■ Task statement
Search the data for the word "updated" and copy each line that has it.

[Records shown — start]

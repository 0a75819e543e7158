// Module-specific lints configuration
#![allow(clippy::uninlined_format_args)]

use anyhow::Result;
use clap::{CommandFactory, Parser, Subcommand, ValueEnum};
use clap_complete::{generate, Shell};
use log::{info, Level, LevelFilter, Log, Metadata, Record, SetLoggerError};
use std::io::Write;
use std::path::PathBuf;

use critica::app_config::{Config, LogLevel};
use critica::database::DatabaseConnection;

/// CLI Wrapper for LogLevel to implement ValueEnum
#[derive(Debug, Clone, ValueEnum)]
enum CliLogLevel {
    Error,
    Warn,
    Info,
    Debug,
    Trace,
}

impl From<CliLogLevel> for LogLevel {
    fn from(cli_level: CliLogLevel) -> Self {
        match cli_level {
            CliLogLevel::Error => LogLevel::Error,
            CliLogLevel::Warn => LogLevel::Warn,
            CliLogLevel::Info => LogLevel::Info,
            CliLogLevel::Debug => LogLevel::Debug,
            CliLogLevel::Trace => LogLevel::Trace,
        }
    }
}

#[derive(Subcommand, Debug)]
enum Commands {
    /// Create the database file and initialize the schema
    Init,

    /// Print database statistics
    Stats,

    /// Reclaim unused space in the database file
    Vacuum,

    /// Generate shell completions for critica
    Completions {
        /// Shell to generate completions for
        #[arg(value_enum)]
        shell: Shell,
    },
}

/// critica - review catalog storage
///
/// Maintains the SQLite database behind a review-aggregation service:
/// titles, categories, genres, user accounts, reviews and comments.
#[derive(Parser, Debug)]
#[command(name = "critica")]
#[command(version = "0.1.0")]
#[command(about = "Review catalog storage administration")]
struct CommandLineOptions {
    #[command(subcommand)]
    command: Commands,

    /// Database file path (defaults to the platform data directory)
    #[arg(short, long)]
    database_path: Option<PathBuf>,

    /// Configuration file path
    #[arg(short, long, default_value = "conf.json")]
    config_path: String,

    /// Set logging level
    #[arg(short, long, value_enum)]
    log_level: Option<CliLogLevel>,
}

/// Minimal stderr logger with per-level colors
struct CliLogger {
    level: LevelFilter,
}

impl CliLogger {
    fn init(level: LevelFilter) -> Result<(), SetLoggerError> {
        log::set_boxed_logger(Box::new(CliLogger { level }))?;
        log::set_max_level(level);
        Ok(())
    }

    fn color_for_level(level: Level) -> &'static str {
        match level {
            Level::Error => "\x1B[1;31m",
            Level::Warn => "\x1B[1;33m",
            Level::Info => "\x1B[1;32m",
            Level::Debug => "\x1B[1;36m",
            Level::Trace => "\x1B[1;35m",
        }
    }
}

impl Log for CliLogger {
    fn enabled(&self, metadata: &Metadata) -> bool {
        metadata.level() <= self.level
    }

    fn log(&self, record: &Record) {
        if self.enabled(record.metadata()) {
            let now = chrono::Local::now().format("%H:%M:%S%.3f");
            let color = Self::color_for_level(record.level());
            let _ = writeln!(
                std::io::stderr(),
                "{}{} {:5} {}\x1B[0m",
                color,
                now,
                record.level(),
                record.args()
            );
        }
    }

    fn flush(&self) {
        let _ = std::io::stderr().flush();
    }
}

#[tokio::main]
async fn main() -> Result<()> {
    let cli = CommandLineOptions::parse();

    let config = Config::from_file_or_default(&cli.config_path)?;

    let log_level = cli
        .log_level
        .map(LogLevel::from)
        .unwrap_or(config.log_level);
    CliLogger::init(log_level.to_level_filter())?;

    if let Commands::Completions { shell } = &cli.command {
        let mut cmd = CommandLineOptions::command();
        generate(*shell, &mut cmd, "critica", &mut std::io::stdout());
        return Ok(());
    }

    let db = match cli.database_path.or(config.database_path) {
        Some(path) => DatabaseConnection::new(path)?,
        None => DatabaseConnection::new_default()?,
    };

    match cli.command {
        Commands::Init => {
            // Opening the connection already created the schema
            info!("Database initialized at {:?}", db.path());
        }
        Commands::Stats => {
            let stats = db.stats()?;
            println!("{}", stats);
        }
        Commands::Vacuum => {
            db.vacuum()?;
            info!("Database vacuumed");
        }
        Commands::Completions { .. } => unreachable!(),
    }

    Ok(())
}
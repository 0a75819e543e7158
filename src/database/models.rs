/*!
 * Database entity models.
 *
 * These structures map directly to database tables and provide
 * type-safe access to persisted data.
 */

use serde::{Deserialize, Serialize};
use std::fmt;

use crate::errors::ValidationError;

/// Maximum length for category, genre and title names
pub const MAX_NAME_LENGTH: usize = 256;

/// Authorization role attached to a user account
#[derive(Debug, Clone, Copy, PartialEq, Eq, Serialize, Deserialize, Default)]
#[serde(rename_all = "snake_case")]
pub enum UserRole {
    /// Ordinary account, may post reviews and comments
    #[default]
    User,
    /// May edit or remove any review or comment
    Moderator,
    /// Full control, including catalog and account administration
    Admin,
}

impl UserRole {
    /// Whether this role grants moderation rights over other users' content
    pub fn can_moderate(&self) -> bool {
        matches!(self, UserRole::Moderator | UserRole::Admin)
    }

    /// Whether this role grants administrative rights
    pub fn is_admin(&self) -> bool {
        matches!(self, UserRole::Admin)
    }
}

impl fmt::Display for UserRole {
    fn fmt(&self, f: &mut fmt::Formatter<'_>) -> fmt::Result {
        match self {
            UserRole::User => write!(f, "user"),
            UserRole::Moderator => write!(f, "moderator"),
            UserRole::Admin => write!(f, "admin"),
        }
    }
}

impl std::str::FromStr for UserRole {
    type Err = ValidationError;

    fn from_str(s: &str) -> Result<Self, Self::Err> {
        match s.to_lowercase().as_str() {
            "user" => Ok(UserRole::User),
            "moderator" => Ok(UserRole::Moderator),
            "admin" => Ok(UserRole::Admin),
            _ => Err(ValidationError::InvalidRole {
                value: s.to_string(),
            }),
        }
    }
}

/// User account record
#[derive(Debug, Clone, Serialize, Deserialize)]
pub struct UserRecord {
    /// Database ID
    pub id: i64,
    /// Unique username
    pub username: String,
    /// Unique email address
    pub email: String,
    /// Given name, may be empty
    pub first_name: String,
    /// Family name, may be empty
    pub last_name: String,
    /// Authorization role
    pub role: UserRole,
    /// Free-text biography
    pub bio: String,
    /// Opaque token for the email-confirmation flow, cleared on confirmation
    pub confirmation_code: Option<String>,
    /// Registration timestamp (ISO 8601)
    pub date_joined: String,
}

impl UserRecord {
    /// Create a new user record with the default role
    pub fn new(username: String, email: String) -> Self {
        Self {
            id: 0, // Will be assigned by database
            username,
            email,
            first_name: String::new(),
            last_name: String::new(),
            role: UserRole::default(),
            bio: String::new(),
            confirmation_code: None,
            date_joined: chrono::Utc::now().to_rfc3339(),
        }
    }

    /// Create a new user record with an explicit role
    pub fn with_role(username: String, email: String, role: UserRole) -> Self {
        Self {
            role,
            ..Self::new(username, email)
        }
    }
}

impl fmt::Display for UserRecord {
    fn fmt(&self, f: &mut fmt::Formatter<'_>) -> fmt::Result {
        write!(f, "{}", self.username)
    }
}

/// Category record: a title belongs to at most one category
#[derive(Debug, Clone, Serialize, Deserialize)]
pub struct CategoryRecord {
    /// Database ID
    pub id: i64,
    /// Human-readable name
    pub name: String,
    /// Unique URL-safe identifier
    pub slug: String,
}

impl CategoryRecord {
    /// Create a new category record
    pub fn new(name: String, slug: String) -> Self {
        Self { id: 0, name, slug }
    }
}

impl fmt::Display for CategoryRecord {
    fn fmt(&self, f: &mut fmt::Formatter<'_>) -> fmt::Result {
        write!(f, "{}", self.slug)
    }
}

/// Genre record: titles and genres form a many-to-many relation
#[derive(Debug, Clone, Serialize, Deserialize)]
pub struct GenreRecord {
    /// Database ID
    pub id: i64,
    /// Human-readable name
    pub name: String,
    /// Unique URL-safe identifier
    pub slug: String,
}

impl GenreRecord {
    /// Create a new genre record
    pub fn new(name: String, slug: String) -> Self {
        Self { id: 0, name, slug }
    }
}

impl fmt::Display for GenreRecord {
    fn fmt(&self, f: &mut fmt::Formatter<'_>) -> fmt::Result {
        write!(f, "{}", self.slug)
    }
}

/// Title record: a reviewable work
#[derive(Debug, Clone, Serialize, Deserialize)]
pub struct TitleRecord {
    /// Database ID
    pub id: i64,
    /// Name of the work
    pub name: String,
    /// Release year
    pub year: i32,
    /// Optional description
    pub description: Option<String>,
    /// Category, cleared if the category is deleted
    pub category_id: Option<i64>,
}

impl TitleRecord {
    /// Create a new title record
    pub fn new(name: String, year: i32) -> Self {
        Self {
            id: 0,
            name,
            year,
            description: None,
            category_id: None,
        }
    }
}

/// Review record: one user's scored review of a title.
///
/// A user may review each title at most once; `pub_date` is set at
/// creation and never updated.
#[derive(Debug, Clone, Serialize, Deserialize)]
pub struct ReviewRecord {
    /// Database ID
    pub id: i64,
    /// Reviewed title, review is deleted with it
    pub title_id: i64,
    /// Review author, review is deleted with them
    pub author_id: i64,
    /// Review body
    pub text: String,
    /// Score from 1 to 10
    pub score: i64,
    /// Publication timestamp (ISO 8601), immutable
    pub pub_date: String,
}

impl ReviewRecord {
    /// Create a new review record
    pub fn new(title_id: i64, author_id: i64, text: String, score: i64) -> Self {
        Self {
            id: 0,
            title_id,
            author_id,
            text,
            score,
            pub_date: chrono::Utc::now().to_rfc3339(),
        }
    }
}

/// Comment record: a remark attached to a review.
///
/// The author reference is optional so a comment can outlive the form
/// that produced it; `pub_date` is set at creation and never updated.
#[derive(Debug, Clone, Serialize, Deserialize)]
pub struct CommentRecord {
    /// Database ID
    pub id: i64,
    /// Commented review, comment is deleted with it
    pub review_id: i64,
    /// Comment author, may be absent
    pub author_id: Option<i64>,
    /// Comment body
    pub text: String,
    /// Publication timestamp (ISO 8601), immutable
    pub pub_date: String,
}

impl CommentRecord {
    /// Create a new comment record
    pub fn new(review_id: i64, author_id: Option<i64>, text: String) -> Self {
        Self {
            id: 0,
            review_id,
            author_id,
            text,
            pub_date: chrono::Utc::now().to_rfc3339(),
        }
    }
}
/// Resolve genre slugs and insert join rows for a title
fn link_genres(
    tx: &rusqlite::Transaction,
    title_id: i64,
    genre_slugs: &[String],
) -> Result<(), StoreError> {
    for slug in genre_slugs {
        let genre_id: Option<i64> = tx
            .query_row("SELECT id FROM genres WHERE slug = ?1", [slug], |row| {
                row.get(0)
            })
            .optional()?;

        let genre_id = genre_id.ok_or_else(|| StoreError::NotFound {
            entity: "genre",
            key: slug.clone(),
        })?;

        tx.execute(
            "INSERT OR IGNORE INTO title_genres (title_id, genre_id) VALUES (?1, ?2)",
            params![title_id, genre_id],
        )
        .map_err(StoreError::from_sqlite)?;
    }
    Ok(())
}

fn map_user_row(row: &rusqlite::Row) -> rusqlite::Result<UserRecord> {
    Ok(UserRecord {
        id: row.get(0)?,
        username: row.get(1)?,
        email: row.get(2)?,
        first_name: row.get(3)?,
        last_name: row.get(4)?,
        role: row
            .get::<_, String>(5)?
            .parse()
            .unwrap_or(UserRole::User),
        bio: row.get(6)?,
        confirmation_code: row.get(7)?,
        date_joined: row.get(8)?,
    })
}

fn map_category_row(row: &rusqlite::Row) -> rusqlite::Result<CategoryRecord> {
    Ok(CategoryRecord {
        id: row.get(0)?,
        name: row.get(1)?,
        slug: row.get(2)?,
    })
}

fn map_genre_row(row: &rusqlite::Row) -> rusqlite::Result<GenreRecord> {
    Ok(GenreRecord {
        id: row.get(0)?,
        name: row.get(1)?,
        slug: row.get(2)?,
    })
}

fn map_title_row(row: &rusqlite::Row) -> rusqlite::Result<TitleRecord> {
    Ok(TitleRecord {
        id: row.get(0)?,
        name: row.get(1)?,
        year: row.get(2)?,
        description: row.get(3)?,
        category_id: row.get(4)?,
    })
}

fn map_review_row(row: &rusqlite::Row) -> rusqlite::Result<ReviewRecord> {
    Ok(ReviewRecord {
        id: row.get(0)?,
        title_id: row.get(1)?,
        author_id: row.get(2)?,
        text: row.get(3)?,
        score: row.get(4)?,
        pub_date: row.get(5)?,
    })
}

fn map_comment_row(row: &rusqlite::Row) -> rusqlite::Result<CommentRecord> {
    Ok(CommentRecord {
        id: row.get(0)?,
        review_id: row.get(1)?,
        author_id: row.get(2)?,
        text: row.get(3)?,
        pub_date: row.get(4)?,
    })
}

[Records shown — finish]
[Records shown — start]

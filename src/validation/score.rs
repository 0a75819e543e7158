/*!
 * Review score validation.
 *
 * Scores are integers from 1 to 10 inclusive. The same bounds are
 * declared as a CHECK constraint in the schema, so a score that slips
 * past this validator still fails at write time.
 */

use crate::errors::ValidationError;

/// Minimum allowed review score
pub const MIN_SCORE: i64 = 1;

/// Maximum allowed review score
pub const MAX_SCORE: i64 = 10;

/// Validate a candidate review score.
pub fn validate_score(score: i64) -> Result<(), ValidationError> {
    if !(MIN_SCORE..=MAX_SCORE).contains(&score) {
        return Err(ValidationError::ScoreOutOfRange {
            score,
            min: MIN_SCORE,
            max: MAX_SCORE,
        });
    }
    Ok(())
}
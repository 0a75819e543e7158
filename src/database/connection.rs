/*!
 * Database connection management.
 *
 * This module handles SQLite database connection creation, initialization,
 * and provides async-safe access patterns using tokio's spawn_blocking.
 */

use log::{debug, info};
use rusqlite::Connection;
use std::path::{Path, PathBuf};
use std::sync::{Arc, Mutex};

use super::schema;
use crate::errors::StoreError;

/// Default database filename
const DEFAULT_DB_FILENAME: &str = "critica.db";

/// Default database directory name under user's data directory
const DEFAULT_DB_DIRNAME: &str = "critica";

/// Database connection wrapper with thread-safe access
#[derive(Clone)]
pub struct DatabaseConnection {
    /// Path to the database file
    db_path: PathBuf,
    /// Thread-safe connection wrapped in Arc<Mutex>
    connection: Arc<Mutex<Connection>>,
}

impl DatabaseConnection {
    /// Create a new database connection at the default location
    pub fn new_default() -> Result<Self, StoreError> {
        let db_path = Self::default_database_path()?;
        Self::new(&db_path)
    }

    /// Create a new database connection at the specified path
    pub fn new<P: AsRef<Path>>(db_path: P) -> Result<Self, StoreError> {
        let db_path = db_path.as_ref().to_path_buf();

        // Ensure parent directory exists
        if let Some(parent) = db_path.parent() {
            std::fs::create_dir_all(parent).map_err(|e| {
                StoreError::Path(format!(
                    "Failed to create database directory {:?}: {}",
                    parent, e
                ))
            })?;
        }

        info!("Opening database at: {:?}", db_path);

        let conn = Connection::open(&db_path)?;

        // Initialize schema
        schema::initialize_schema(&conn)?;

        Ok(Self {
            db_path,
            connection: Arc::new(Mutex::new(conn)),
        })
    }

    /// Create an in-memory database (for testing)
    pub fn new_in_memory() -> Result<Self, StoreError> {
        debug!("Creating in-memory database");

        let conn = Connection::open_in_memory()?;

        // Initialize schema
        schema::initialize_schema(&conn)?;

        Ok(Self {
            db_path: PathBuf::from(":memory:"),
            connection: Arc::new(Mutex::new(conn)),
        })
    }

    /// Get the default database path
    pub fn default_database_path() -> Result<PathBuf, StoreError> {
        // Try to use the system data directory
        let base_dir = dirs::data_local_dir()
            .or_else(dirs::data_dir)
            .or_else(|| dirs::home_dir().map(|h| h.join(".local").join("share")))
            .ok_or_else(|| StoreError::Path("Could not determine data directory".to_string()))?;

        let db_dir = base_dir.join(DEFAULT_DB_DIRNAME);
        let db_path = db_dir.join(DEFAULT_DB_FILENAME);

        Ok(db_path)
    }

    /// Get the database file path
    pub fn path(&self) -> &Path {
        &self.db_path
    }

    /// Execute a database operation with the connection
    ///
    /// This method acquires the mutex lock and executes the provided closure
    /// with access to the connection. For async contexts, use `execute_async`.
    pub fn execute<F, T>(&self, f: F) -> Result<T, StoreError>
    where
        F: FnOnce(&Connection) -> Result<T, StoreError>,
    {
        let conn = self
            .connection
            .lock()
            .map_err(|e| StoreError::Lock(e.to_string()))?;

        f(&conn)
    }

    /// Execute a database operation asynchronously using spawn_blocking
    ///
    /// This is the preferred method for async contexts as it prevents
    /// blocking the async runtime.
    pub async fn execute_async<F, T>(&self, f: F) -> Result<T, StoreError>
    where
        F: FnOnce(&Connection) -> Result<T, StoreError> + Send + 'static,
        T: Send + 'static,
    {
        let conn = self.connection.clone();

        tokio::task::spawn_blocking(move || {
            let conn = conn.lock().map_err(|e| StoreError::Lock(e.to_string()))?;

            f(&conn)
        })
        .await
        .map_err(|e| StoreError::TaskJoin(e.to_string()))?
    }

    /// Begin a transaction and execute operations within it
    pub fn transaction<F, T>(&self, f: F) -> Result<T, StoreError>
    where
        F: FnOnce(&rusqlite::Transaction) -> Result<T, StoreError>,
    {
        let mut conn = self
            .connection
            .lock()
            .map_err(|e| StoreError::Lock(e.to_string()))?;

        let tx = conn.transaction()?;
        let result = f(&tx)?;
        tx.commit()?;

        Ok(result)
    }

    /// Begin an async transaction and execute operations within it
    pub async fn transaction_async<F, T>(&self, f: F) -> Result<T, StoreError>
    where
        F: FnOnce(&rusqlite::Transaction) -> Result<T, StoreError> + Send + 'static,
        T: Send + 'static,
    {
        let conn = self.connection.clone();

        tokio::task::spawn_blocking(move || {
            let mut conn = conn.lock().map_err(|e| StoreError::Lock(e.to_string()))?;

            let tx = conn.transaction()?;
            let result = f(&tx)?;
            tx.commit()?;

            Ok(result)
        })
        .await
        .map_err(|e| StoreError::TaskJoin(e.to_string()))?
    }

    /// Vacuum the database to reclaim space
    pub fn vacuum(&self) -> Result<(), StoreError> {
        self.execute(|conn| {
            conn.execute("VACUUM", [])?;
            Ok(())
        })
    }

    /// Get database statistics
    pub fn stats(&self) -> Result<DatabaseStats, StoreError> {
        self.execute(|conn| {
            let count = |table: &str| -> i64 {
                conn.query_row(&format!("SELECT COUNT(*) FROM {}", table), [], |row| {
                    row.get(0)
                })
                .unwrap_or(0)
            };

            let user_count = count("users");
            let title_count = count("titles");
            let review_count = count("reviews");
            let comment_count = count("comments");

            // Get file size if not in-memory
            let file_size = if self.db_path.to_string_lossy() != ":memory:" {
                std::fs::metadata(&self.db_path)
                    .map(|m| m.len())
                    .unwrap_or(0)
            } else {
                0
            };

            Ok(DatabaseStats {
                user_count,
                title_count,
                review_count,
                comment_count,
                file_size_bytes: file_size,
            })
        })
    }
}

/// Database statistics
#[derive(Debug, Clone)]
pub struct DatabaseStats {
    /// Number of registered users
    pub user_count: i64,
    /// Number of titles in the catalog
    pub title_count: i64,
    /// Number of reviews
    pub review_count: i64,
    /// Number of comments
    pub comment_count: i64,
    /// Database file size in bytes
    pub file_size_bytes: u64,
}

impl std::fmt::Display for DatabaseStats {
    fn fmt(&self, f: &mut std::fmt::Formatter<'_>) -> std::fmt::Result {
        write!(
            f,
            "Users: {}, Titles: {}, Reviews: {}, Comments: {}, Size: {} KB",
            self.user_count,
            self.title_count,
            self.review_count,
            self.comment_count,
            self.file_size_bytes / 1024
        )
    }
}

[Records shown — finish]

■ Result below
/// creation and never updated.
/// that produced it; `pub_date` is set at creation and never updated.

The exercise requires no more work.